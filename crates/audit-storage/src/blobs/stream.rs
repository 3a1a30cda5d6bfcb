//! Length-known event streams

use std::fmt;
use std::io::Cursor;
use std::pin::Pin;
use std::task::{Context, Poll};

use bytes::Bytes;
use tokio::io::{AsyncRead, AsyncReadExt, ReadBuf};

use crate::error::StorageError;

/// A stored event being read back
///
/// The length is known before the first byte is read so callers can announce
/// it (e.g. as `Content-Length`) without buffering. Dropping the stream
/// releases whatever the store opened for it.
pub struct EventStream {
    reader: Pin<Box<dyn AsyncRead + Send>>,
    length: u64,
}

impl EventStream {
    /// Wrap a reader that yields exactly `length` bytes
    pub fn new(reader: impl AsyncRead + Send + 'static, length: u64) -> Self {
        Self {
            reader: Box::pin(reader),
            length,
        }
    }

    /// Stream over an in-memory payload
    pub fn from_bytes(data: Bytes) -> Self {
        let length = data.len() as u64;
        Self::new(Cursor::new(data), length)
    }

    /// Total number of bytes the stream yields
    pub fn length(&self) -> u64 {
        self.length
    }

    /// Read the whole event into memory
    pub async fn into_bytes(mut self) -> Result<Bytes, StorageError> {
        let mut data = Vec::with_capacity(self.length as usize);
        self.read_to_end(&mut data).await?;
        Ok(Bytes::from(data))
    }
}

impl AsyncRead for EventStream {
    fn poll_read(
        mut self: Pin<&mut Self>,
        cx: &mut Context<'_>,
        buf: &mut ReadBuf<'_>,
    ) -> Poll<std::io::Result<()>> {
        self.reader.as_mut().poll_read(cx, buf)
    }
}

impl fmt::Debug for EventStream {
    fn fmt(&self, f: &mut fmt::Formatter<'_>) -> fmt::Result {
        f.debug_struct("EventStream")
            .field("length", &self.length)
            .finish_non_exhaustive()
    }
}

━━━━

[WHAT IS BEING ASKED]: The task calls for each record to be returned verbatim.

[RESULT OF THE TASK]:
filename crates/audit-storage/src/blobs/stream.rs
repository 3a1a30cda5d6bfcb
//! Length-known event streams

use std::fmt;
use std::io::Cursor;
use std::pin::Pin;
use std::task::{Context, Poll};

use bytes::Bytes;
use tokio::io::{AsyncRead, AsyncReadExt, ReadBuf};

use crate::error::StorageError;

/// A stored event being read back
///
/// The length is known before the first byte is read so callers can announce
/// it (e.g. as `Content-Length`) without buffering. Dropping the stream
/// releases whatever the store opened for it.
pub struct EventStream {
    reader: Pin<Box<dyn AsyncRead + Send>>,
    length: u64,
}

impl EventStream {
    /// Wrap a reader that yields exactly `length` bytes
    pub fn new(reader: impl AsyncRead + Send + 'static, length: u64) -> Self {
        Self {
            reader: Box::pin(reader),
            length,
        }
    }

    /// Stream over an in-memory payload
    pub fn from_bytes(data: Bytes) -> Self {
        let length = data.len() as u64;
        Self::new(Cursor::new(data), length)
    }

    /// Total number of bytes the stream yields
    pub fn length(&self) -> u64 {
        self.length
    }

    /// Read the whole event into memory
    pub async fn into_bytes(mut self) -> Result<Bytes, StorageError> {
        let mut data = Vec::with_capacity(self.length as usize);
        self.read_to_end(&mut data).await?;
        Ok(Bytes::from(data))
    }
}

impl AsyncRead for EventStream {
    fn poll_read(
        mut self: Pin<&mut Self>,
        cx: &mut Context<'_>,
        buf: &mut ReadBuf<'_>,
    ) -> Poll<std::io::Result<()>> {
        self.reader.as_mut().poll_read(cx, buf)
    }
}

impl fmt::Debug for EventStream {
    fn fmt(&self, f: &mut fmt::Formatter<'_>) -> fmt::Result {
        f.debug_struct("EventStream")
            .field("length", &self.length)
            .finish_non_exhaustive()
    }
}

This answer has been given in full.